__DIRECTIONS FOR THIS TASK__
Pull out every line below holding the word "services".

Stored data entries:

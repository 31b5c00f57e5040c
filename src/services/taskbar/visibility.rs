use crate::config::TaskbarConfig;
use crate::services::window_system::{Desktop, NetState, WindowTypes};

/// Правила отбора окон: исключение при создании и видимость при отображении
#[derive(Debug, Clone, Copy, PartialEq, Eq)]
pub struct VisibilityFilter {
    pub show_iconified: bool,
    pub show_mapped: bool,
    pub show_all_desktops: bool,
    pub accept_skip_pager: bool,
}

impl VisibilityFilter {
    pub fn from_config(config: &TaskbarConfig) -> Self {
        Self {
            show_iconified: config.show_iconified,
            show_mapped: config.show_mapped,
            show_all_desktops: config.show_all_desktops,
            accept_skip_pager: config.accept_skip_pager,
        }
    }

    /// Окно вообще не должно попадать в панель
    pub fn is_excluded(&self, state: NetState, window_type: WindowTypes) -> bool {
        state.contains(NetState::SKIP_TASKBAR)
            || (state.contains(NetState::SKIP_PAGER) && self.accept_skip_pager)
            || window_type.intersects(WindowTypes::DESKTOP | WindowTypes::DOCK | WindowTypes::SPLASH)
    }

    /// Кнопка существующей задачи показывается
    pub fn is_visible(&self, desktop: Desktop, iconified: bool, current_desktop: u32) -> bool {
        let on_desktop = self.show_all_desktops
            || desktop == Desktop::All
            || desktop == Desktop::Index(current_desktop);
        let by_state = if iconified { self.show_iconified } else { self.show_mapped };
        on_desktop && by_state
    }
}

__TASK OUTPUT__
filename src/services/taskbar/visibility.rs
use crate::services::window_system::{Desktop, NetState, WindowTypes};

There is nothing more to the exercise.